> **EXERCISE DESCRIPTION**
In this exercise, restate the listing word for word.

_ _ _ _ _

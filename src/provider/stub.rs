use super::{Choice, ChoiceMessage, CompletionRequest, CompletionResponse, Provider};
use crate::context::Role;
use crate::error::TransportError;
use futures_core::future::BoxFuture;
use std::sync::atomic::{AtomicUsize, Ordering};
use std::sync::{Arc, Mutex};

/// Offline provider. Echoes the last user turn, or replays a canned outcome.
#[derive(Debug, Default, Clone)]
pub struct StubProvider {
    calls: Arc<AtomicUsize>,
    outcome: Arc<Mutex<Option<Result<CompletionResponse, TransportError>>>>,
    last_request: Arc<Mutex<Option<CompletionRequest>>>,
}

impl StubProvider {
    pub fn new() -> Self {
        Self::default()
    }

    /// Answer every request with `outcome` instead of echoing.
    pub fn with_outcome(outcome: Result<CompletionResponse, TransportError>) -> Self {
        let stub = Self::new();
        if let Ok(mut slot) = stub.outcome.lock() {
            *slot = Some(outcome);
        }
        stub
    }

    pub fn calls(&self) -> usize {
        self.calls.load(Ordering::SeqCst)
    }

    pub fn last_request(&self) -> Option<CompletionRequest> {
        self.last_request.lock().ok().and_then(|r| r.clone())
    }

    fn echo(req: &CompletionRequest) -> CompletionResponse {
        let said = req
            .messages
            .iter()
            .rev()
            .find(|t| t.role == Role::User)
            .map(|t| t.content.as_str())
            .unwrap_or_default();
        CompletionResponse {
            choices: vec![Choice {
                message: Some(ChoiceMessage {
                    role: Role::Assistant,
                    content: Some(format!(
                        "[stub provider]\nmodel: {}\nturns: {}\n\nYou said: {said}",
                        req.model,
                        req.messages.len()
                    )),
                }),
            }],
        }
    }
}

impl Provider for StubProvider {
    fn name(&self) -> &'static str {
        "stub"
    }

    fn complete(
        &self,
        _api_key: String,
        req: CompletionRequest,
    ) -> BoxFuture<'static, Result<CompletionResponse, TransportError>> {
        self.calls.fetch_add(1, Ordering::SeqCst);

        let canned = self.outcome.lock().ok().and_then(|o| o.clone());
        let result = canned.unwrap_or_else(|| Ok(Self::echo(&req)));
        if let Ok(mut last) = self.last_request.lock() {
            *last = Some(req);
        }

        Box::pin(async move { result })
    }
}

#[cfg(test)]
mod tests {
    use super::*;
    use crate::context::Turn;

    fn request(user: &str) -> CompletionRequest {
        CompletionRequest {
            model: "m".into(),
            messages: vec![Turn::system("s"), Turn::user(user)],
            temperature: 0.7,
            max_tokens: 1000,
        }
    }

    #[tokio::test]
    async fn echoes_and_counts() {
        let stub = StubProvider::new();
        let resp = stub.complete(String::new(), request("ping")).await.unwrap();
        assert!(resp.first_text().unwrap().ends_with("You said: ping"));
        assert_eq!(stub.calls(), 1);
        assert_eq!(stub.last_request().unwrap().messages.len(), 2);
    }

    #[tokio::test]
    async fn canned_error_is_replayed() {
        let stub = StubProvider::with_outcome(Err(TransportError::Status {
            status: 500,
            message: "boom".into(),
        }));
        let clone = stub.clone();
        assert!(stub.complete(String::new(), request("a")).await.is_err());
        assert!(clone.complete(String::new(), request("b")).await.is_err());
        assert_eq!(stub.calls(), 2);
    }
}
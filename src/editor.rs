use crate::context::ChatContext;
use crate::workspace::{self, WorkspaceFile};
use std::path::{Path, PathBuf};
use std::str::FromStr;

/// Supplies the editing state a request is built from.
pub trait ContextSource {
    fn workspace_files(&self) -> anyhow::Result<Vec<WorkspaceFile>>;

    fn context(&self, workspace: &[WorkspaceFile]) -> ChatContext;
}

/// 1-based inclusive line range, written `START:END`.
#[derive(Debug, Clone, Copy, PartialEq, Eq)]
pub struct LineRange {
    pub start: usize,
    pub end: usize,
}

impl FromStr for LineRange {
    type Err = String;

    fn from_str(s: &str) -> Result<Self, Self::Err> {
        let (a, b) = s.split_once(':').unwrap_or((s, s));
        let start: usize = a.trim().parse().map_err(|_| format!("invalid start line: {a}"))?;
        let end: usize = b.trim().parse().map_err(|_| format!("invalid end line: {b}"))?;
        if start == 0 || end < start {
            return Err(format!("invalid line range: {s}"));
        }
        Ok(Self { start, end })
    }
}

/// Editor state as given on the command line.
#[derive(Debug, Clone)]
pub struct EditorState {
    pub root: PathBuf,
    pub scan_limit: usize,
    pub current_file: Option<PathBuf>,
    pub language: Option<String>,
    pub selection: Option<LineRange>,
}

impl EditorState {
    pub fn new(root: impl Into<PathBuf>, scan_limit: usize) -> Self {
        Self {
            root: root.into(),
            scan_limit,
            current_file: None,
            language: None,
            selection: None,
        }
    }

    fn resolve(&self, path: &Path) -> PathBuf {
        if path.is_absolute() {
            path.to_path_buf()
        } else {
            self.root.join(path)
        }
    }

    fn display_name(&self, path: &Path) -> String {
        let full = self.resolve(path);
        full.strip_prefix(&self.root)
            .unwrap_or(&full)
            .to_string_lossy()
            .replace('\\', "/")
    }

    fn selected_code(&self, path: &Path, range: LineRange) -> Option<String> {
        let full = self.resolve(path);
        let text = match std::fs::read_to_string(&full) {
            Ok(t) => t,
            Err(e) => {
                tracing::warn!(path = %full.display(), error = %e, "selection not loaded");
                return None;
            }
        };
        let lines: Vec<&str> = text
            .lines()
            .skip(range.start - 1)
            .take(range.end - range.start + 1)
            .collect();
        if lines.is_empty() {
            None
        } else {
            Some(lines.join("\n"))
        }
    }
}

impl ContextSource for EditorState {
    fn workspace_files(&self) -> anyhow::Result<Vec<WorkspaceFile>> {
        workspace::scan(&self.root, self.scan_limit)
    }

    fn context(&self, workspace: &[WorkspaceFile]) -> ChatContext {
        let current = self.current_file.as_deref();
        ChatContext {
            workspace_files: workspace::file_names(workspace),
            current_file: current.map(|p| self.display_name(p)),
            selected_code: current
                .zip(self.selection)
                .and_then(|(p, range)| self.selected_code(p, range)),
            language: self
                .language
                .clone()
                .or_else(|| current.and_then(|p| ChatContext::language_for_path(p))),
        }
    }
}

_ _ _ _ _

> **RESPONSE TO THE TASK**
filename src/provider/stub.rs
use super::{Choice, ChoiceMessage, CompletionRequest, CompletionResponse, Provider};
use crate::context::Role;
use crate::error::TransportError;
use futures_core::future::BoxFuture;
use std::sync::atomic::{AtomicUsize, Ordering};
use std::sync::{Arc, Mutex};

/// Offline provider. Echoes the last user turn, or replays a canned outcome.
#[derive(Debug, Default, Clone)]
pub struct StubProvider {
    calls: Arc<AtomicUsize>,
    outcome: Arc<Mutex<Option<Result<CompletionResponse, TransportError>>>>,
    last_request: Arc<Mutex<Option<CompletionRequest>>>,
}

impl StubProvider {
    pub fn new() -> Self {
        Self::default()
    }

    /// Answer every request with `outcome` instead of echoing.
    pub fn with_outcome(outcome: Result<CompletionResponse, TransportError>) -> Self {
        let stub = Self::new();
        if let Ok(mut slot) = stub.outcome.lock() {
            *slot = Some(outcome);
        }
        stub
    }

    pub fn calls(&self) -> usize {
        self.calls.load(Ordering::SeqCst)
    }

    pub fn last_request(&self) -> Option<CompletionRequest> {
        self.last_request.lock().ok().and_then(|r| r.clone())
    }

    fn echo(req: &CompletionRequest) -> CompletionResponse {
        let said = req
            .messages
            .iter()
            .rev()
            .find(|t| t.role == Role::User)
            .map(|t| t.content.as_str())
            .unwrap_or_default();
        CompletionResponse {
            choices: vec![Choice {
                message: Some(ChoiceMessage {
                    role: Role::Assistant,
                    content: Some(format!(
                        "[stub provider]\nmodel: {}\nturns: {}\n\nYou said: {said}",
                        req.model,
                        req.messages.len()
                    )),
                }),
            }],
        }
    }
}

impl Provider for StubProvider {
    fn name(&self) -> &'static str {
        "stub"
    }

    fn complete(
        &self,
        _api_key: String,
        req: CompletionRequest,
    ) -> BoxFuture<'static, Result<CompletionResponse, TransportError>> {
        self.calls.fetch_add(1, Ordering::SeqCst);

        let canned = self.outcome.lock().ok().and_then(|o| o.clone());
        let result = canned.unwrap_or_else(|| Ok(Self::echo(&req)));
        if let Ok(mut last) = self.last_request.lock() {
            *last = Some(req);
        }

        Box::pin(async move { result })
    }
}

#[cfg(test)]
mod tests {
    use super::*;
    use crate::context::Turn;

    fn request(user: &str) -> CompletionRequest {
        CompletionRequest {
            model: "m".into(),
            messages: vec![Turn::system("s"), Turn::user(user)],
            temperature: 0.7,
            max_tokens: 1000,
        }
    }

    #[tokio::test]
    async fn echoes_and_counts() {
        let stub = StubProvider::new();
        let resp = stub.complete(String::new(), request("ping")).await.unwrap();
        assert!(resp.first_text().unwrap().ends_with("You said: ping"));
        assert_eq!(stub.calls(), 1);
        assert_eq!(stub.last_request().unwrap().messages.len(), 2);
    }

    #[tokio::test]
    async fn canned_error_is_replayed() {
        let stub = StubProvider::with_outcome(Err(TransportError::Status {
            status: 500,
            message: "boom".into(),
        }));
        let clone = stub.clone();
        assert!(stub.complete(String::new(), request("a")).await.is_err());
        assert!(clone.complete(String::new(), request("b")).await.is_err());
        assert_eq!(stub.calls(), 2);
    }
}
filename src/editor.rs
use crate::context::ChatContext;
use crate::workspace::{self, WorkspaceFile};
use std::path::{Path, PathBuf};
use std::str::FromStr;

/// Supplies the editing state a request is built from.
pub trait ContextSource {
    fn workspace_files(&self) -> anyhow::Result<Vec<WorkspaceFile>>;

    fn context(&self, workspace: &[WorkspaceFile]) -> ChatContext;
}

/// 1-based inclusive line range, written `START:END`.
#[derive(Debug, Clone, Copy, PartialEq, Eq)]
pub struct LineRange {
    pub start: usize,
    pub end: usize,
}

impl FromStr for LineRange {
    type Err = String;

    fn from_str(s: &str) -> Result<Self, Self::Err> {
        let (a, b) = s.split_once(':').unwrap_or((s, s));
        let start: usize = a.trim().parse().map_err(|_| format!("invalid start line: {a}"))?;
        let end: usize = b.trim().parse().map_err(|_| format!("invalid end line: {b}"))?;
        if start == 0 || end < start {
            return Err(format!("invalid line range: {s}"));
        }
        Ok(Self { start, end })
    }
}

/// Editor state as given on the command line.
#[derive(Debug, Clone)]
pub struct EditorState {
    pub root: PathBuf,
    pub scan_limit: usize,
    pub current_file: Option<PathBuf>,
    pub language: Option<String>,
    pub selection: Option<LineRange>,
}

impl EditorState {
    pub fn new(root: impl Into<PathBuf>, scan_limit: usize) -> Self {
        Self {
            root: root.into(),
            scan_limit,
            current_file: None,
            language: None,
            selection: None,
        }
    }

    fn resolve(&self, path: &Path) -> PathBuf {
        if path.is_absolute() {
            path.to_path_buf()
        } else {
            self.root.join(path)
        }
    }

    fn display_name(&self, path: &Path) -> String {
        let full = self.resolve(path);
        full.strip_prefix(&self.root)
            .unwrap_or(&full)
            .to_string_lossy()
            .replace('\\', "/")
    }

    fn selected_code(&self, path: &Path, range: LineRange) -> Option<String> {
        let full = self.resolve(path);
        let text = match std::fs::read_to_string(&full) {
            Ok(t) => t,
            Err(e) => {
                tracing::warn!(path = %full.display(), error = %e, "selection not loaded");
                return None;
            }
        };
        let lines: Vec<&str> = text
            .lines()
            .skip(range.start - 1)
            .take(range.end - range.start + 1)
            .collect();
        if lines.is_empty() {
            None
        } else {
            Some(lines.join("\n"))
        }
    }
}

impl ContextSource for EditorState {
    fn workspace_files(&self) -> anyhow::Result<Vec<WorkspaceFile>> {
        workspace::scan(&self.root, self.scan_limit)
    }

    fn context(&self, workspace: &[WorkspaceFile]) -> ChatContext {
        let current = self.current_file.as_deref();
        ChatContext {
            workspace_files: workspace::file_names(workspace),
            current_file: current.map(|p| self.display_name(p)),
            selected_code: current
                .zip(self.selection)
                .and_then(|(p, range)| self.selected_code(p, range)),
            language: self
                .language
                .clone()
                .or_else(|| current.and_then(|p| ChatContext::language_for_path(p))),
        }
    }
}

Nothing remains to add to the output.